Your task — An exact transcription of the lines below, from the first through the one containing "let id = self.available_surfaces[next];", is the only output wanted.

Given data —
use std::collections::HashMap;

use super::surface_info::FocusableInfo;
use crate::event_model::Rect;

/// Tab 导航状态, 由焦点仲裁在焦点会话内维护
#[derive(Debug, Default)]
pub struct SurfaceState {
    surfaces: HashMap<u32, FocusableInfo>,
    current_surface_id: Option<u32>,
    available_surfaces: Vec<u32>, // 边界内可聚焦元素, 按文档顺序
}

impl SurfaceState {
    /// 初始化状态
    pub fn new() -> Self {
        Self::default()
    }

    /// 只保留自身可聚焦并且完全落在边界内的元素
    pub fn refresh(&mut self, elements: Vec<FocusableInfo>, boundary: Rect) {
        self.surfaces.clear();
        self.available_surfaces.clear();
        for element in elements {
            if element.focusable && boundary.contains_rect(&element.rect) {
                self.add_surface(element);
            }
        }
        if let Some(id) = self.current_surface_id {
            if !self.surfaces.contains_key(&id) {
                self.current_surface_id = None;
            }
        }
    }

    /// 添加新的可聚焦元素
    pub fn add_surface(&mut self, info: FocusableInfo) {
        if self.surfaces.insert(info.id, info.clone()).is_none() {
            self.available_surfaces.push(info.id);
        }
    }

    /// 按方向移动焦点, 两端回绕
    pub fn step(&mut self, forward: bool) -> Option<&FocusableInfo> {
        let len = self.available_surfaces.len();
        if len == 0 {
            return None;
        }
        let position = self
            .current_surface_id
            .and_then(|id| self.available_surfaces.iter().position(|candidate| *candidate == id));
        let next = match (position, forward) {
            (None, true) => 0,
            (None, false) => len - 1,
            (Some(i), true) => (i + 1) % len,
            (Some(i), false) => (i + len - 1) % len,
        };
        let id = self.available_surfaces[next];
        self.current_surface_id = Some(id);
        self.surfaces.get(&id)
    }

    pub fn current(&self) -> Option<&FocusableInfo> {
        self.current_surface_id.and_then(|id| self.surfaces.get(&id))
    }

    pub fn clear(&mut self) {
        self.surfaces.clear();
        self.available_surfaces.clear();
        self.current_surface_id = None;
    }
}

#[cfg(test)]
mod tests {
    use super::*;

    fn element(id: u32, x: f64) -> FocusableInfo {
        FocusableInfo::new(id, Rect::new(x, 10.0, 20.0, 20.0))
    }

    #[test]
    fn step_wraps_in_both_directions() {
        let mut state = SurfaceState::new();
        state.refresh(
            vec![element(1, 0.0), element(2, 40.0), element(3, 80.0)],
            Rect::new(0.0, 0.0, 200.0, 100.0),
        );
        let forward: Vec<u32> = (0..4).filter_map(|_| state.step(true).map(|e| e.id)).collect();
        assert_eq!(forward, vec![1, 2, 3, 1]);
        assert_eq!(state.step(false).map(|e| e.id), Some(3));
    }

    #[test]
    fn refresh_skips_outside_and_unfocusable_elements() {
        let mut state = SurfaceState::new();
        state.refresh(
            vec![element(1, 0.0), element(2, 190.0), element(3, 40.0).disabled()],
            Rect::new(0.0, 0.0, 200.0, 100.0),
        );
        assert_eq!(state.step(true).map(|e| e.id), Some(1));
        assert_eq!(state.step(true).map(|e| e.id), Some(1));
    }
}
use std::sync::atomic::{AtomicBool, Ordering};
use std::sync::{Arc, Mutex};

use async_trait::async_trait;
use serde::Serialize;
use tokio::io::{AsyncBufReadExt, AsyncWriteExt, BufReader};
use tokio::net::TcpStream;
use tokio::net::tcp::{OwnedReadHalf, OwnedWriteHalf};
use tokio::sync::broadcast;
use tokio::task::JoinHandle;
use tracing::{debug, info, trace, warn};

use super::{Channel, Frame, RemoteInputTransport, TransportEvent};
use crate::error::TransportError;
use crate::event_model::{FocusInputEvent, KeyboardInputEvent, MouseInputEvent, TouchInputEvent};
use crate::input_devices::lock;

struct TcpShared {
    writer: tokio::sync::Mutex<Option<OwnedWriteHalf>>,
    connected: AtomicBool,
    events: broadcast::Sender<TransportEvent>,
}

impl TcpShared {
    /// 只有第一次从已连接变成断开时才广播
    fn mark_disconnected(&self) {
        if self.connected.swap(false, Ordering::AcqRel) {
            info!("tcp transport disconnected");
            let _ = self.events.send(TransportEvent::Disconnected);
        }
    }
}

/// 把事件按行写成 JSON 的 TCP 连接
///
/// 对端发回的行只记日志; 读到 EOF 视为对端断开
pub struct TcpTransport {
    shared: Arc<TcpShared>,
    reader: Mutex<Option<JoinHandle<()>>>,
}

impl std::fmt::Debug for TcpTransport {
    fn fmt(&self, f: &mut std::fmt::Formatter<'_>) -> std::fmt::Result {
        f.debug_struct("TcpTransport")
            .field("connected", &self.is_connected())
            .finish()
    }
}

impl Default for TcpTransport {
    fn default() -> Self {
        Self::new()
    }
}

impl TcpTransport {
    pub fn new() -> Self {
        let (events, _) = broadcast::channel(64);
        Self {
            shared: Arc::new(TcpShared {
                writer: tokio::sync::Mutex::new(None),
                connected: AtomicBool::new(false),
                events,
            }),
            reader: Mutex::new(None),
        }
    }

    async fn write_frame<T: Serialize>(&self, channel: Channel, event: &T) -> Result<(), TransportError> {
        let mut line = serde_json::to_vec(&Frame { channel, event })?;
        line.push(b'\n');

        let mut writer = self.shared.writer.lock().await;
        let Some(stream) = writer.as_mut() else {
            return Err(TransportError::NotConnected);
        };
        if let Err(err) = stream.write_all(&line).await {
            warn!(%err, "tcp write failed");
            writer.take();
            drop(writer);
            let _ = self.shared.events.send(TransportEvent::Error(err.to_string()));
            self.shared.mark_disconnected();
            return Err(err.into());
        }
        trace!(?channel, bytes = line.len(), "frame written");
        Ok(())
    }

    fn stop_reader(&self) {
        if let Some(task) = lock(&self.reader).take() {
            task.abort();
        }
    }
}

async fn read_replies(read: OwnedReadHalf, shared: Arc<TcpShared>) {
    let mut lines = BufReader::new(read).lines();
    loop {
        match lines.next_line().await {
            Ok(Some(line)) => debug!(%line, "remote reply"),
            Ok(None) => break,
            Err(err) => {
                warn!(%err, "tcp read failed");
                let _ = shared.events.send(TransportEvent::Error(err.to_string()));
                break;
            }
        }
    }
    shared.writer.lock().await.take();
    shared.mark_disconnected();
}

#[async_trait]
impl RemoteInputTransport for TcpTransport {
    async fn connect(&self, address: &str) -> Result<(), TransportError> {
        self.disconnect().await;
        let stream = match TcpStream::connect(address).await {
            Ok(stream) => stream,
            Err(err) => {
                warn!(address, %err, "tcp connect failed");
                let _ = self.shared.events.send(TransportEvent::Error(err.to_string()));
                return Err(err.into());
            }
        };
        stream.set_nodelay(true)?;
        let (read, write) = stream.into_split();
        *self.shared.writer.lock().await = Some(write);
        self.shared.connected.store(true, Ordering::Release);
        *lock(&self.reader) = Some(tokio::spawn(read_replies(read, Arc::clone(&self.shared))));

        info!(address, "tcp transport connected");
        let _ = self.shared.events.send(TransportEvent::Connected);
        Ok(())
    }

    async fn disconnect(&self) {
        self.stop_reader();
        if let Some(mut stream) = self.shared.writer.lock().await.take() {
            let _ = stream.shutdown().await;
        }
        self.shared.mark_disconnected();
    }

    fn is_connected(&self) -> bool {
        self.shared.connected.load(Ordering::Acquire)
    }

    async fn send_mouse_event(&self, event: &MouseInputEvent) -> Result<(), TransportError> {
        self.write_frame(Channel::Mouse, event).await
    }

    async fn send_keyboard_event(&self, event: &KeyboardInputEvent) -> Result<(), TransportError> {
        self.write_frame(Channel::Keyboard, event).await
    }

    async fn send_touch_event(&self, event: &TouchInputEvent) -> Result<(), TransportError> {
        self.write_frame(Channel::Touch, event).await
    }

    async fn send_focus_event(&self, event: &FocusInputEvent) -> Result<(), TransportError> {
        self.write_frame(Channel::Focus, event).await
    }

    fn subscribe_events(&self) -> broadcast::Receiver<TransportEvent> {
        self.shared.events.subscribe()
    }
}

impl Drop for TcpTransport {
    fn drop(&mut self) {
        self.stop_reader();
    }
}

#[cfg(test)]
mod tests {
    use tokio::net::TcpListener;

    use super::*;
    use crate::event_model::{Modifiers, MouseEventKind, Point};

    #[tokio::test]
    async fn frames_are_newline_delimited_json() {
        let listener = TcpListener::bind("127.0.0.1:0").await.unwrap();
        let address = listener.local_addr().unwrap().to_string();
        let transport = TcpTransport::new();
        let mut events = transport.subscribe_events();

        transport.connect(&address).await.unwrap();
        let (peer, _) = listener.accept().await.unwrap();
        assert_eq!(events.recv().await.unwrap(), TransportEvent::Connected);

        let down = MouseInputEvent::new(MouseEventKind::Down, Point::new(10.0, 20.0), 0, 1, 5.0);
        transport.send_mouse_event(&down).await.unwrap();
        let key = KeyboardInputEvent {
            kind: crate::event_model::KeyboardEventKind::Keydown,
            key_code: 65,
            key: "a".into(),
            char_code: 0,
            modifiers: Modifiers::NONE,
            is_auto_repeat: false,
            timestamp: 6.0,
            validated: true,
        };
        transport.send_keyboard_event(&key).await.unwrap();

        let mut lines = BufReader::new(peer).lines();
        let first: serde_json::Value = serde_json::from_str(&lines.next_line().await.unwrap().unwrap()).unwrap();
        assert_eq!(first["channel"], "mouse");
        assert_eq!(first["event"]["kind"], "down");
        assert_eq!(first["event"]["buttons"], 1);
        let second: serde_json::Value = serde_json::from_str(&lines.next_line().await.unwrap().unwrap()).unwrap();
        assert_eq!(second["channel"], "keyboard");
        assert_eq!(second["event"]["keyCode"], 65);
    }

    #[tokio::test]
    async fn peer_close_reports_disconnected() {
        let listener = TcpListener::bind("127.0.0.1:0").await.unwrap();
        let address = listener.local_addr().unwrap().to_string();
        let transport = TcpTransport::new();
        let mut events = transport.subscribe_events();

        transport.connect(&address).await.unwrap();
        let (peer, _) = listener.accept().await.unwrap();
        drop(peer);

        assert_eq!(events.recv().await.unwrap(), TransportEvent::Connected);
        assert_eq!(events.recv().await.unwrap(), TransportEvent::Disconnected);
        assert!(!transport.is_connected());
        let up = MouseInputEvent::new(MouseEventKind::Up, Point::new(0.0, 0.0), 0, 0, 1.0);
        assert!(matches!(transport.send_mouse_event(&up).await, Err(TransportError::NotConnected)));
    }

    #[tokio::test]
    async fn refused_connection_is_an_error() {
        let listener = TcpListener::bind("127.0.0.1:0").await.unwrap();
        let address = listener.local_addr().unwrap().to_string();
        drop(listener);

        let transport = TcpTransport::new();
        let mut events = transport.subscribe_events();
        assert!(matches!(transport.connect(&address).await, Err(TransportError::Io(_))));
        assert!(matches!(events.recv().await.unwrap(), TransportEvent::Error(_)));
    }
}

Exercise response —
use std::collections::HashMap;

use super::surface_info::FocusableInfo;
use crate::event_model::Rect;

/// Tab 导航状态, 由焦点仲裁在焦点会话内维护
#[derive(Debug, Default)]
pub struct SurfaceState {
    surfaces: HashMap<u32, FocusableInfo>,
    current_surface_id: Option<u32>,
    available_surfaces: Vec<u32>, // 边界内可聚焦元素, 按文档顺序
}

impl SurfaceState {
    /// 初始化状态
    pub fn new() -> Self {
        Self::default()
    }

    /// 只保留自身可聚焦并且完全落在边界内的元素
    pub fn refresh(&mut self, elements: Vec<FocusableInfo>, boundary: Rect) {
        self.surfaces.clear();
        self.available_surfaces.clear();
        for element in elements {
            if element.focusable && boundary.contains_rect(&element.rect) {
                self.add_surface(element);
            }
        }
        if let Some(id) = self.current_surface_id {
            if !self.surfaces.contains_key(&id) {
                self.current_surface_id = None;
            }
        }
    }

    /// 添加新的可聚焦元素
    pub fn add_surface(&mut self, info: FocusableInfo) {
        if self.surfaces.insert(info.id, info.clone()).is_none() {
            self.available_surfaces.push(info.id);
        }
    }

    /// 按方向移动焦点, 两端回绕
    pub fn step(&mut self, forward: bool) -> Option<&FocusableInfo> {
        let len = self.available_surfaces.len();
        if len == 0 {
            return None;
        }
        let position = self
            .current_surface_id
            .and_then(|id| self.available_surfaces.iter().position(|candidate| *candidate == id));
        let next = match (position, forward) {
            (None, true) => 0,
            (None, false) => len - 1,
            (Some(i), true) => (i + 1) % len,
            (Some(i), false) => (i + len - 1) % len,
        };
        let id = self.available_surfaces[next];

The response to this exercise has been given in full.